Hydrogeology is a branch of geology which includes the study of rocks and the structures that are formed over past periods of time. Hydrogeology is important now a days as some parts of the world are blessed with frequent rainfall and plentiful surface water resources, but most countries need to use the water that is stored underground to supplement their needs. Hydro geologists can help by locating suitable reserves and by assessing how much water it is possible to extract without permanently damaging underground aquifers or surrounding ecosystems. Groundwater is a global resource of fundamental significance. Seventy-five per cent of the world’s water supply is provided from groundwater.

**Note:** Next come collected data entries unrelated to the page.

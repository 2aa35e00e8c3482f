use std::collections::HashMap;
use std::path::{Path, PathBuf};

use anyhow::{bail, Context, Result};
use chrono::{DateTime, Utc};
use parking_lot::RwLock;
use redb::{Database, ReadableTable, ReadableTableMetadata, TableDefinition};
use tracing::{debug, info, warn};
use uuid::Uuid;

use crate::embed::{cosine_similarity, EMBEDDING_DIM};
use crate::schema::{MemoryPatch, MemoryRecord, MemoryScope, MemoryType};

/// Record properties: `uuid string → json(MemoryRecord)`.
const RECORDS_TABLE: TableDefinition<&str, &[u8]> = TableDefinition::new("memories");
/// Embedding vectors: `uuid string → little-endian f32 bytes`.
const VECTORS_TABLE: TableDefinition<&str, &[u8]> = TableDefinition::new("memory_vectors");

/// Conjunctive filter set for [`MemoryStore::search`].
#[derive(Debug, Clone, Default)]
pub struct SearchFilters {
    pub memory_type: Option<MemoryType>,
    pub scope: Option<MemoryScope>,
    pub agent_id: Option<String>,
    pub session_id: Option<String>,
    /// Matches when the record's tag set intersects this one.
    pub tags: Vec<String>,
    pub min_importance: Option<f32>,
    pub min_confidence: Option<f32>,
    pub created_after: Option<DateTime<Utc>>,
    pub created_before: Option<DateTime<Utc>>,
    pub updated_after: Option<DateTime<Utc>>,
    pub updated_before: Option<DateTime<Utc>>,
}

impl SearchFilters {
    fn matches(&self, record: &MemoryRecord) -> bool {
        if let Some(memory_type) = self.memory_type {
            if record.memory_type != memory_type {
                return false;
            }
        }
        if let Some(scope) = self.scope {
            if record.scope != scope {
                return false;
            }
        }
        if let Some(agent_id) = &self.agent_id {
            if &record.agent_id != agent_id {
                return false;
            }
        }
        if let Some(session_id) = &self.session_id {
            if record.session_id.as_ref() != Some(session_id) {
                return false;
            }
        }
        if !self.tags.is_empty() && !self.tags.iter().any(|t| record.tags.contains(t)) {
            return false;
        }
        if let Some(min) = self.min_importance {
            if record.importance < min {
                return false;
            }
        }
        if let Some(min) = self.min_confidence {
            if record.confidence < min {
                return false;
            }
        }
        if let Some(after) = self.created_after {
            if record.created_at <= after {
                return false;
            }
        }
        if let Some(before) = self.created_before {
            if record.created_at >= before {
                return false;
            }
        }
        if let Some(after) = self.updated_after {
            if record.updated_at <= after {
                return false;
            }
        }
        if let Some(before) = self.updated_before {
            if record.updated_at >= before {
                return false;
            }
        }
        true
    }
}

/// Sort key for non-vector searches.
#[derive(Debug, Clone, Copy, PartialEq, Eq, Default)]
pub enum SortBy {
    #[default]
    CreatedAt,
    UpdatedAt,
    LastAccessedAt,
    Importance,
}

/// Embedded memory store.
///
/// Record properties live in durable redb tables; vectors are additionally
/// mirrored into RAM at open for ranking (rebuilt from the vector table, the
/// durable copy is authoritative). Cosine ranking and filtering happen
/// in-process.
pub struct MemoryStore {
    db: Database,
    path: PathBuf,
    vectors: RwLock<HashMap<Uuid, Vec<f32>>>,
}

impl MemoryStore {
    /// Open or create the store. Schema setup is idempotent.
    pub fn open(path: impl AsRef<Path>) -> Result<Self> {
        let path = path.as_ref().to_path_buf();
        if let Some(parent) = path.parent() {
            std::fs::create_dir_all(parent)?;
        }
        let db = Database::create(&path)
            .with_context(|| format!("opening memory store at {}", path.display()))?;
        {
            let tx = db.begin_write()?;
            tx.open_table(RECORDS_TABLE)?;
            tx.open_table(VECTORS_TABLE)?;
            tx.commit()?;
        }

        let store = Self {
            db,
            path,
            vectors: RwLock::new(HashMap::new()),
        };
        let loaded = store.rebuild_vector_cache()?;
        info!(vectors = loaded, path = %store.path.display(), "memory store opened");
        Ok(store)
    }

    fn rebuild_vector_cache(&self) -> Result<usize> {
        let tx = self.db.begin_read()?;
        let table = tx.open_table(VECTORS_TABLE)?;
        let mut cache = self.vectors.write();
        cache.clear();
        for entry in table.iter()? {
            let (key, value) = entry?;
            let Ok(id) = Uuid::parse_str(key.value()) else {
                warn!(key = key.value(), "skipping unparseable vector key");
                continue;
            };
            cache.insert(id, decode_vector(value.value()));
        }
        Ok(cache.len())
    }

    /// Persist a record with its 768-dim embedding.
    pub fn create(&self, mut record: MemoryRecord, vector: Vec<f32>) -> Result<Uuid> {
        check_dim(&vector)?;
        record.clamp_scores();
        let id = record.id;
        self.write_record(&record, Some(&vector))?;
        self.vectors.write().insert(id, vector);
        debug!(%id, memory_type = record.memory_type.as_str(), "memory created");
        Ok(id)
    }

    /// Hybrid search. With a query vector the results are ranked by cosine
    /// similarity; otherwise they are ordered by `sort_by`.
    pub fn search(
        &self,
        query_vector: Option<&[f32]>,
        filters: &SearchFilters,
        limit: usize,
        sort_by: SortBy,
        sort_ascending: bool,
    ) -> Result<Vec<MemoryRecord>> {
        if let Some(vector) = query_vector {
            check_dim(vector)?;
        }

        let mut matched: Vec<MemoryRecord> = self
            .all_records()?
            .into_iter()
            .filter(|r| filters.matches(r))
            .collect();

        match query_vector {
            Some(query) => {
                let vectors = self.vectors.read();
                let mut scored: Vec<(f32, MemoryRecord)> = matched
                    .into_iter()
                    .filter_map(|record| {
                        vectors
                            .get(&record.id)
                            .map(|v| (cosine_similarity(query, v), record))
                    })
                    .collect();
                scored.sort_by(|a, b| b.0.total_cmp(&a.0));
                matched = scored.into_iter().map(|(_, r)| r).collect();
            }
            None => {
                matched.sort_by(|a, b| {
                    let ordering = match sort_by {
                        SortBy::CreatedAt => a.created_at.cmp(&b.created_at),
                        SortBy::UpdatedAt => a.updated_at.cmp(&b.updated_at),
                        SortBy::LastAccessedAt => a.last_accessed_at.cmp(&b.last_accessed_at),
                        SortBy::Importance => a.importance.total_cmp(&b.importance),
                    };
                    if sort_ascending {
                        ordering
                    } else {
                        ordering.reverse()
                    }
                });
            }
        }

        if limit > 0 {
            matched.truncate(limit);
        }
        Ok(matched)
    }

    /// Fetch one record and bump its access counters (best-effort: a failed
    /// bump does not fail the read).
    pub fn get(&self, id: Uuid) -> Result<Option<MemoryRecord>> {
        let Some(mut record) = self.read_record(id)? else {
            return Ok(None);
        };
        record.access_count += 1;
        record.last_accessed_at = Utc::now();
        if let Err(err) = self.write_record(&record, None) {
            warn!(%id, error = %err, "access bump failed");
        }
        Ok(Some(record))
    }

    /// Apply a partial update. Patching content requires the caller to
    /// supply a re-embedded vector.
    pub fn update(
        &self,
        id: Uuid,
        patch: MemoryPatch,
        vector: Option<Vec<f32>>,
    ) -> Result<MemoryRecord> {
        let mut record = self
            .read_record(id)?
            .with_context(|| format!("memory {id} not found"))?;

        if let Some(content) = patch.content {
            if vector.is_none() {
                bail!("content update for {id} requires a re-embedded vector");
            }
            record.content = content;
        }
        if let Some(importance) = patch.importance {
            record.importance = importance;
        }
        if let Some(confidence) = patch.confidence {
            record.confidence = confidence;
        }
        if let Some(tags) = patch.tags {
            record.tags = tags;
        }
        if let Some(expires_at) = patch.expires_at {
            record.expires_at = expires_at;
        }
        if let Some(related) = patch.related_memory_ids {
            record.related_memory_ids = related;
        }
        record.clamp_scores();
        record.updated_at = Utc::now();

        if let Some(vector) = &vector {
            check_dim(vector)?;
        }
        self.write_record(&record, vector.as_deref())?;
        if let Some(vector) = vector {
            self.vectors.write().insert(id, vector);
        }
        Ok(record)
    }

    pub fn delete(&self, id: Uuid) -> Result<()> {
        let key = id.to_string();
        let tx = self.db.begin_write()?;
        {
            let mut records = tx.open_table(RECORDS_TABLE)?;
            records.remove(key.as_str())?;
            let mut vectors = tx.open_table(VECTORS_TABLE)?;
            vectors.remove(key.as_str())?;
        }
        tx.commit()?;
        self.vectors.write().remove(&id);
        Ok(())
    }

    /// Record an explicit handoff to the agent: bumps `last_accessed_at` and
    /// `access_count` atomically for each id. Distinct from [`Self::get`]:
    /// this is the signal the Retriever uses to suppress re-providing.
    pub fn mark_provided(&self, ids: &[Uuid]) -> Result<()> {
        let now = Utc::now();
        for &id in ids {
            let Some(mut record) = self.read_record(id)? else {
                warn!(%id, "mark_provided: memory missing");
                continue;
            };
            record.last_accessed_at = now;
            record.access_count += 1;
            self.write_record(&record, None)?;
        }
        Ok(())
    }

    /// Stored embedding for `id`, if any.
    pub fn vector(&self, id: Uuid) -> Option<Vec<f32>> {
        self.vectors.read().get(&id).cloned()
    }

    pub fn len(&self) -> Result<usize> {
        let tx = self.db.begin_read()?;
        let table = tx.open_table(RECORDS_TABLE)?;
        Ok(table.len()? as usize)
    }

    pub fn is_empty(&self) -> Result<bool> {
        Ok(self.len()? == 0)
    }

    fn all_records(&self) -> Result<Vec<MemoryRecord>> {
        let tx = self.db.begin_read()?;
        let table = tx.open_table(RECORDS_TABLE)?;
        let mut records = Vec::new();
        for entry in table.iter()? {
            let (_, value) = entry?;
            match serde_json::from_slice::<MemoryRecord>(value.value()) {
                Ok(record) => records.push(record),
                Err(err) => warn!(error = %err, "skipping undecodable memory record"),
            }
        }
        Ok(records)
    }

    fn read_record(&self, id: Uuid) -> Result<Option<MemoryRecord>> {
        let key = id.to_string();
        let tx = self.db.begin_read()?;
        let table = tx.open_table(RECORDS_TABLE)?;
        match table.get(key.as_str())? {
            None => Ok(None),
            Some(value) => Ok(Some(serde_json::from_slice(value.value())?)),
        }
    }

    fn write_record(&self, record: &MemoryRecord, vector: Option<&[f32]>) -> Result<()> {
        let key = record.id.to_string();
        let bytes = serde_json::to_vec(record)?;
        let tx = self.db.begin_write()?;
        {
            let mut records = tx.open_table(RECORDS_TABLE)?;
            records.insert(key.as_str(), bytes.as_slice())?;
            if let Some(vector) = vector {
                let mut vectors = tx.open_table(VECTORS_TABLE)?;
                let encoded = encode_vector(vector);
                vectors.insert(key.as_str(), encoded.as_slice())?;
            }
        }
        tx.commit()?;
        Ok(())
    }
}

fn check_dim(vector: &[f32]) -> Result<()> {
    if vector.len() != EMBEDDING_DIM {
        bail!(
            "vector dimension {} violates the {}-dim contract",
            vector.len(),
            EMBEDDING_DIM
        );
    }
    Ok(())
}

fn encode_vector(vector: &[f32]) -> Vec<u8> {
    vector.iter().flat_map(|f| f.to_le_bytes()).collect()
}

fn decode_vector(bytes: &[u8]) -> Vec<f32> {
    bytes
        .chunks_exact(4)
        .map(|c| f32::from_le_bytes([c[0], c[1], c[2], c[3]]))
        .collect()
}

Many of the world’s regions and nations are close to 100% dependent on groundwater for water supply, including most of the world’s mega-cities, and the under-developed rural areas of Asia, Africa and South America. Also, groundwater is the world’s primary source for irrigation, crucial for global food security; and groundwater supports the springs, streams and rivers that underpin many ecologically significant wetland habitats. Hydrogeology is the study of the geological and hydrological processes that control groundwater flow and groundwater quality, and is therefore a primary component of any environmental geoscience programme. Hydrogeological research provides the scientific foundation for managing and protecting the world’s groundwater resources.

Mineralogy is the branch of geology concerned with the study of minerals. A mineral is a naturally occurring, homogeneous solid with a definite chemical composition and a highly ordered atomic structure. Crystallography, for example, is the study of the crystal lattice structure of minerals. The shape of the crystal, as well as how tightly packed the atoms are in the crystal, help determine the physical properties of the mineral. Crystal chemistry is the branch of mineralogy that deals with how the chemical composition of a mineral relates to its crystal structure.

Physical mineralogy is concerned with the physical properties and descriptions of minerals. Minerals can be described using several physical attributes, including hardness, specific gravity, luster, color, streak, and cleavage. 

Mining geology is an applied science which combines the principles of economic geology and mining engineering to the development of a defined mineral resource. Mining geologists and engineers work to develop an identified ore deposit to economically extract the ore. The essence of mining in extracting mineral wealth from the earth is to drive an  excavation  or  excavations  from  the  surface  to  the  mineral  deposit. when  the  economic profitability  of  a mineral  deposit  has  been  established  with  some  confidence, ore or ore deposit is  preferred  as  the  descriptive  term  for  the  mineral  occurrence. According to mining market survey,  It  has  been  estimated  that  only  a  fraction  of  1%  of  the  earth’s  surface  is underlain  with  mineral  deposits  of  commercial  value.  From this resource, the United States extracted nearly 60 billion in mineral values in 1997: worth  of  industrial  minerals,$20  billion  worth  of  coal, and  $12  billion  worth of metals. 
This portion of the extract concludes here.